:: Exercise ::
Which of the lines below contain the string "PromptBook"? Pull each one out of the data.

:: Material for this task ::

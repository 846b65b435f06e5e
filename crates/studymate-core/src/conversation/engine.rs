use super::event::{ConversationEvent, ConversationState};
use super::message::{Message, MessageRole};
use crate::error::{Result, StudyError};
use crate::prompt::PromptBook;
use crate::subject::Subject;
use tokio::sync::mpsc;

/// Identifies the single loading placeholder of a conversation.
#[derive(Debug, Clone, PartialEq, Eq, Hash)]
pub struct PlaceholderHandle {
    message_id: String,
}

impl PlaceholderHandle {
    pub fn message_id(&self) -> &str {
        &self.message_id
    }
}

/// Ordered message list of one chat plus its request lifecycle.
///
/// `ConversationEngine` is responsible for:
/// - Seeding a conversation (date marker, system prompt, welcome message)
/// - Appending user messages and hidden follow-up prompts
/// - Tracking the one pending assistant placeholder
/// - Finalizing or removing that placeholder when the provider answers
/// - Computing the visible list and the context sent to the provider
///
/// The engine is synchronous and holds no locks; one instance belongs to one
/// session. Callers run the completion request themselves and then call
/// exactly one of [`resolve_placeholder`](Self::resolve_placeholder) or
/// [`fail_placeholder`](Self::fail_placeholder).
pub struct ConversationEngine {
    prompts: PromptBook,
    subject: Option<Subject>,
    messages: Vec<Message>,
    pending: Option<PlaceholderHandle>,
    subscribers: Vec<mpsc::UnboundedSender<ConversationEvent>>,
}

impl ConversationEngine {
    /// Creates an empty engine. Call [`initialize`](Self::initialize) before use.
    pub fn new(prompts: PromptBook) -> Self {
        Self {
            prompts,
            subject: None,
            messages: Vec::new(),
            pending: None,
            subscribers: Vec::new(),
        }
    }

    /// Seeds the conversation with a date marker, the system prompt derived
    /// from `subject`, and a visible welcome message.
    ///
    /// # Errors
    ///
    /// Returns `AlreadyInitialized` if the conversation already has messages;
    /// use [`clear`](Self::clear) to start over.
    pub fn initialize(&mut self, subject: Option<Subject>) -> Result<()> {
        if !self.messages.is_empty() {
            return Err(StudyError::AlreadyInitialized);
        }

        let date_label = chrono::Local::now().format("%B %-d, %Y").to_string();
        self.messages.push(Message::date_marker(date_label));
        self.messages
            .push(Message::system(self.prompts.system_prompt(subject.as_ref())));
        self.messages
            .push(Message::assistant(self.prompts.welcome_message(subject.as_ref())));
        self.subject = subject;

        tracing::debug!(
            "Conversation initialized (subject: {:?})",
            self.subject.as_ref().map(Subject::label)
        );
        self.notify(ConversationEvent::MessagesUpdated);
        Ok(())
    }

    /// Discards every message and re-seeds with the previous subject.
    ///
    /// A pending placeholder is dropped with the rest and announced as
    /// removed; a reply that arrives for it afterwards no longer matches
    /// [`pending`](Self::pending).
    pub fn clear(&mut self) {
        self.messages.clear();
        if let Some(handle) = self.pending.take() {
            self.notify(ConversationEvent::PlaceholderRemoved {
                message_id: handle.message_id,
            });
        }
        let subject = self.subject.take();
        // Cannot fail: the message list was just emptied.
        let _ = self.initialize(subject);
    }

    pub fn subject(&self) -> Option<&Subject> {
        self.subject.as_ref()
    }

    pub fn prompts(&self) -> &PromptBook {
        &self.prompts
    }

    pub fn state(&self) -> ConversationState {
        if self.pending.is_some() {
            ConversationState::AwaitingReply
        } else {
            ConversationState::Idle
        }
    }

    /// The outstanding placeholder, if a reply is pending.
    pub fn pending(&self) -> Option<&PlaceholderHandle> {
        self.pending.as_ref()
    }

    /// Every message in insertion order, hidden and system ones included.
    pub fn messages(&self) -> &[Message] {
        &self.messages
    }

    /// Appends a user message.
    ///
    /// Surrounding whitespace is trimmed. Does not contact the completion
    /// provider; send [`api_context`](Self::api_context) afterwards.
    ///
    /// # Errors
    ///
    /// - `EmptySubmission` if the text is blank and no image is attached
    /// - `RequestInFlight` if a reply is still pending
    pub fn submit_user_message(&mut self, text: &str, image_url: Option<String>) -> Result<String> {
        let text = text.trim();
        if text.is_empty() && image_url.is_none() {
            tracing::debug!("Ignoring empty submission");
            return Err(StudyError::EmptySubmission);
        }
        self.ensure_idle()?;

        let message = Message::user(text, image_url);
        let id = message.id.clone();
        self.messages.push(message);
        self.notify(ConversationEvent::MessagesUpdated);
        Ok(id)
    }

    /// Appends a hidden user prompt that is sent to the provider but never shown.
    ///
    /// # Errors
    ///
    /// Same as [`submit_user_message`](Self::submit_user_message).
    pub fn submit_hidden_prompt(&mut self, text: &str) -> Result<String> {
        let text = text.trim();
        if text.is_empty() {
            return Err(StudyError::EmptySubmission);
        }
        self.ensure_idle()?;

        let message = Message::hidden_user(text);
        let id = message.id.clone();
        self.messages.push(message);
        self.notify(ConversationEvent::MessagesUpdated);
        Ok(id)
    }

    /// Appends the loading assistant placeholder.
    ///
    /// # Errors
    ///
    /// Returns `RequestInFlight` if a placeholder already exists; no second
    /// placeholder is appended.
    pub fn add_pending_placeholder(&mut self) -> Result<PlaceholderHandle> {
        if self.pending.is_some() {
            tracing::warn!("Refusing a second placeholder while a reply is pending");
            return Err(StudyError::RequestInFlight);
        }

        let message = Message::placeholder();
        let handle = PlaceholderHandle {
            message_id: message.id.clone(),
        };
        self.messages.push(message);
        self.pending = Some(handle.clone());

        tracing::debug!("Awaiting reply for placeholder {}", handle.message_id);
        self.notify(ConversationEvent::MessagesUpdated);
        Ok(handle)
    }

    /// Finalizes the pending placeholder with the provider's reply.
    ///
    /// If nothing is pending the reply is appended as a new assistant
    /// message and a warning is logged.
    pub fn resolve_placeholder(&mut self, text: impl Into<String>) -> &Message {
        let text = text.into();
        let index = match self.take_pending_index() {
            Some(index) => {
                let message = &mut self.messages[index];
                message.content = text;
                message.is_loading = false;
                index
            }
            None => {
                tracing::warn!("Resolved a reply with no pending placeholder; appending it");
                self.messages.push(Message::assistant(text));
                self.messages.len() - 1
            }
        };

        self.notify(ConversationEvent::MessagesUpdated);
        &self.messages[index]
    }

    /// Removes the pending placeholder after a failed request and publishes
    /// `error_message` to subscribers.
    ///
    /// Returns the removed placeholder, or `None` if nothing was pending.
    pub fn fail_placeholder(&mut self, error_message: impl Into<String>) -> Option<Message> {
        let removed = self
            .take_pending_index()
            .map(|index| self.messages.remove(index));

        if let Some(message) = &removed {
            self.notify(ConversationEvent::PlaceholderRemoved {
                message_id: message.id.clone(),
            });
            self.notify(ConversationEvent::MessagesUpdated);
        }

        let message = error_message.into();
        tracing::debug!("Completion failed: {}", message);
        self.notify(ConversationEvent::Failed { message });
        removed
    }

    /// Messages a renderer shows: user, assistant and date markers that are
    /// not hidden, in insertion order.
    pub fn visible_messages(&self) -> Vec<&Message> {
        self.messages
            .iter()
            .filter(|message| {
                matches!(
                    message.role,
                    MessageRole::User | MessageRole::Assistant | MessageRole::DateMarker
                ) && !message.is_hidden
            })
            .collect()
    }

    /// Messages sent to the completion provider: user, assistant and system
    /// messages in insertion order, hidden prompts included and the loading
    /// placeholder excluded.
    pub fn api_context(&self) -> Vec<&Message> {
        self.messages
            .iter()
            .filter(|message| message.role.api_name().is_some() && !message.is_loading)
            .collect()
    }

    /// The first visible user-authored text, used as the session preview.
    pub fn first_question(&self) -> Option<&str> {
        self.messages
            .iter()
            .find(|message| {
                message.role == MessageRole::User
                    && !message.is_hidden
                    && !message.content.is_empty()
            })
            .map(|message| message.content.as_str())
    }

    /// True once a visible user message has been answered by a finalized reply.
    pub fn has_exchange(&self) -> bool {
        let Some(first_user) = self
            .messages
            .iter()
            .position(|message| message.role == MessageRole::User && !message.is_hidden)
        else {
            return false;
        };

        self.messages[first_user..]
            .iter()
            .any(|message| message.role == MessageRole::Assistant && !message.is_loading)
    }

    /// Registers a new subscriber for conversation events.
    pub fn subscribe(&mut self) -> mpsc::UnboundedReceiver<ConversationEvent> {
        let (tx, rx) = mpsc::unbounded_channel();
        self.subscribers.push(tx);
        rx
    }

    fn ensure_idle(&self) -> Result<()> {
        if self.pending.is_some() {
            return Err(StudyError::RequestInFlight);
        }
        Ok(())
    }

    /// Clears the pending slot and returns its message position, if present.
    fn take_pending_index(&mut self) -> Option<usize> {
        let handle = self.pending.take()?;
        self.messages
            .iter()
            .rposition(|message| message.id == handle.message_id && message.is_loading)
    }

    fn notify(&mut self, event: ConversationEvent) {
        // Drop subscribers whose receiver is gone.
        self.subscribers.retain(|tx| tx.send(event.clone()).is_ok());
    }
}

:: Response area ::
use crate::prompt::PromptBook;
    prompts: PromptBook,
    pub fn new(prompts: PromptBook) -> Self {
    pub fn prompts(&self) -> &PromptBook {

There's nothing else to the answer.